-Mais qu'est ce que tu nous fait là?
Ai-je l'âge de la déraison? Ou est-ce incongru de juxtaposer démence avec âge,dans une question tout aussi futile?
Les gens disent toujours "Tu as passé l'âge" pour responsabiliser. Responsabiliser quoi au juste?Une personne qui ose faire ce qu'eux même rêveraient de faire?
Il a toujours fallut des fous dans ce monde pour apprendre aux autres abrutis, aux autres lâches de la norme, à bien se tasser dans les files.
Les couards se disent aimer leurs vies, aimer leur merde, aimer le bon Dieu, en n'y connaissant rien au bon Dieu.
Comment peuvent-ils aimer quoi que ce soit sans risques, sans danger, sans sacrifice, sans bataille, sans courage.
De quel courage je parle... Sotte que je suis, je me noie à nouveau dans les supercheries d'un Narcisse se croyant érudit.
Le courage, c'est de se penser courageux et de se dire lâche. Voilà de quoi manque les populaces. De modestes couilles soustraites de tout exhibitionnisme et sublimation.
En leur disant tout ce ramassis de bonnes paroles, ils me rétorqueront un simple " Tu n'es pas bien placé".
Mais qui l'est bon sang?
Surement pas moi, qui s'éventre à vous sourire en ne cueillant que des hypocrisies bienséantes.
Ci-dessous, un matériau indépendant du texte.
//! Prelude module for convenient imports
//!
//! ```rust
//! use rpg_core::prelude::*;
//! ```

// Core types
pub use crate::character::{Character, Companion, Inventory};
pub use crate::stat_block::{BaseStats, EffectiveStats, StatBlock};
pub use crate::types::{EquipmentSlot, ItemType, Rank};

// Battle
pub use crate::combat::{
    Battle, BattleEvent, BattleInput, BattleOutcome, BattleReport, PlayerAction, ScriptedInput,
    TurnView,
};
pub use crate::foe::{Boss, Enemy, Foe};

// World
pub use crate::data::GameData;
pub use crate::encounter::Encounter;
pub use crate::hooks::{EventBus, EventKind, GameEvent, HookResponse};
pub use crate::mission::{MissionLog, MissionTracker};
pub use crate::session::{ExploreOutcome, GameSession, SessionError, TravelOutcome};

// Sources
pub use crate::source::StatSource;

// Config
pub use crate::config::{default_constants, GameConstants};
Vous êtes un champs de ruine, et j'ai beau planté des arbres, vous ne savez de la vie que le déracinement. N'ayant vous même aucune fichue racine.
Vos patries me font rire. A croire que le sein chaud de maman a été remplacé par vos frontières bien gardées.
Vous ne savez même pas ce qu'est la mer, vous la préférez calme, huileuse, docile, toute sage à briller sous un soleil, dont vous vous protégez..Ironie assassine.
Vous ne connaissez ni les montagnes ni les prés ni même la beauté des aurores.
Vous fuyez les insomnies. Dieu merci, vous les subissez encore. Dieu merci, vos somnifères vous sont remboursés par une sécurité sociale. Tout aussi asocial que vous.
Rêvassez derrière vos plasmas. La guerre est toujours loin derrière un plasma. Sortez vos jolies tirades repêchées sournoisement à votre contact dont vous ne savez rien, en croyant tout savoir. Derrière des pixels auxquels vous aimez vous enchaîner.
Jouissez, porno, poupées gonflables, masturbation que je vous aurais souhaités intellectuelle. Mais qui n'est rien d'autre que l'étirement saccadé de votre affligeante solitude.
Ne soyez pas surpris si un mal vous frappe et qu'à votre chevet, les fleurs de l'infirmière se fanent.
Les fleurs, elles, n'en ont que faire d'accompagner votre mort. Le wifi les a longtemps délogés.
Le temps des représailles est là. Assumez et ne gémissez pas. Faites nous l'honneur de mourir aussi lâchement que vous aurez vécu,vous taisant à chaque injustice commise, singeant la bienséance et le "comme il se doit".